Right now, wealthy donors can give unlimited contributions to a county executive or county council candidate – checks so big, they practically obligate candidates to give the donor special access once in office. Five- and six-figure political donations are perfectly legal, even though they can drown out the voices of small donors and non-donors.
“Nationwide, not just this county, the funding of campaigns has gotten totally out of control,” says Bruce Akers, chairman of the charter review commission and a co-author of the 2009 charter.
“You can’t tell me that when candidate Jones or Smith gets elected and someone’s given him six or seven figures … [that it] doesn’t have influence,” Akers says. “There’s got to be some kind of parameters.”
A charter amendment may be the only way Cuyahoga County can limit big-money donations in its elections. Check out this quote from the Secretary of State’s Ohio Campaign Finance Handbook (pdf):
County or local candidates are not limited in the amount of contributions they may receive… unless there is a municipal or county charter that provides otherwise.
The old county government gave us a great example of the need for donor limits. The late developer Dick Jacobs gave Jimmy Dimora $36,000 and Peter Lawson Jones $25,000 in their first races for the old county commission. In 2005, Dimora and Jones voted to buy the vacant Ameritrust complex from Jacobs for almost $22 million. Jacobs got rid of a skyscraper albatross; taxpayers got stuck with it and took a big financial loss.
Can we do better?
Campaign finance reform faces three hurdles. First, the county council would have to vote to put the amendment on November’s ballot. Voters would have to approve it. Then the council would have to use its new power and enact meaningful limits -- in 2014, the year that half of them run for reelection.
That’s hardly a sure thing. Council members may be reluctant to limit donations to their own campaigns. It’s hard to raise a lot of small donations, easier to find a few wealthy sugar daddies.
“It’s difficult for officeholders to put a restriction on themselves,” Akers says. “That’s human nature.”
Which is why Akers and charter commission member William Tarter, Jr., have another idea. In a minority report, they’ve proposed an alternative charter amendment that would require Cuyahoga County to adopt the same campaign finance limit Ohio imposes in state races: currently $12,300. If the council were to put that on the ballot, voters could ban enormous, out-of-control donations in time for the 2014 county executive and council election.

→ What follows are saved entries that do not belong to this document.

//! 2-D convenience layer over the per-axis functions in [`crate::curve`].

use crate::curve;

/// A point on the canvas.
#[derive(Debug, Clone, Copy, PartialEq, Default)]
pub struct Point {
    pub x: f64,
    pub y: f64,
}

impl Point {
    #[inline]
    pub const fn new(x: f64, y: f64) -> Self {
        Self { x, y }
    }

    /// Apply a per-axis function to the x and y coordinates separately.
    #[inline]
    fn per_axis(self, other: Point, f: impl Fn(f64, f64) -> f64) -> Point {
        Point::new(f(self.x, other.x), f(self.y, other.y))
    }

    /// Midpoint between `self` and `other`.
    #[inline]
    pub fn mid(self, other: Point) -> Point {
        self.per_axis(other, curve::mid)
    }

    /// `self` mirrored in `center` by `factor`; see [`curve::mirror`].
    #[inline]
    pub fn mirror(self, center: Point, factor: f64) -> Point {
        self.per_axis(center, |p1, p2| curve::mirror(p1, p2, factor))
    }

    /// Point reflection of `self` through `center`.
    #[inline]
    pub fn reflect(self, center: Point) -> Point {
        self.mirror(center, 1.0)
    }

    /// Control point near `self` for a smooth join between the segment from
    /// `prev` and the one toward `next`; see [`curve::control_point`].
    pub fn control_point(self, prev: Point, next: Point, smooth_factor: f64) -> Point {
        Point::new(
            curve::control_point(prev.x, self.x, next.x, smooth_factor),
            curve::control_point(prev.y, self.y, next.y, smooth_factor),
        )
    }

    /// [`Point::control_point`] with [`curve::DEFAULT_SMOOTH_FACTOR`].
    pub fn smooth_control_point(self, prev: Point, next: Point) -> Point {
        self.control_point(prev, next, curve::DEFAULT_SMOOTH_FACTOR)
    }

    /// Angle in degrees of the line from `self` to `other`; see
    /// [`curve::line_angle`].
    pub fn angle_to(self, other: Point) -> f64 {
        curve::line_angle(self.x, self.y, other.x, other.y)
    }

    /// Euclidean distance to `other`.
    pub fn distance(self, other: Point) -> f64 {
        (other.x - self.x).hypot(other.y - self.y)
    }

    /// Cubic Bézier point at `t` for control points `p1`..`p4`.
    pub fn bezier(t: f64, p1: Point, p2: Point, p3: Point, p4: Point) -> Point {
        Point::new(
            curve::bezier_point(t, p1.x, p2.x, p3.x, p4.x),
            curve::bezier_point(t, p1.y, p2.y, p3.y, p4.y),
        )
    }
}

impl From<(f64, f64)> for Point {
    fn from((x, y): (f64, f64)) -> Self {
        Point::new(x, y)
    }
}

The downside of Tarter and Akers’ idea is that a $12,300 limit is still too high. In races for president or Congress, a donor can only give a candidate $2,600 a year. In elections for Cleveland mayor and city council, it’s $1,000. Lower limits would do more to keep big donors from drowning out the voices of small donors and non-donors. Would the county council go for that?
Maybe – if enough people get behind campaign-finance reform and pressure the council to act.
It makes sense for us to debate how to choose a clerk of courts, protect the inspector general, and change sheriffs. But we can’t let those debates distract from the most important one we need to have this summer: how to keep big money from controlling our new government.
Update, 3:30 pm: Here is the charter review commission's report, which proposes 15 amendments to the county charter. The campaign finance proposal is on page 10. Tarter and Akers' minority report is on p. 41.
“In 2010,” Tarter and Akers note, “one county candidate received $400,000 from a single individual.” They're thinking of Matt Dolan, who got $400,000 from his uncle, Charles Dolan of Cablevision, and $300,000 from his father, Indians owner Larry Dolan.
I'll write about the other major amendments later this month.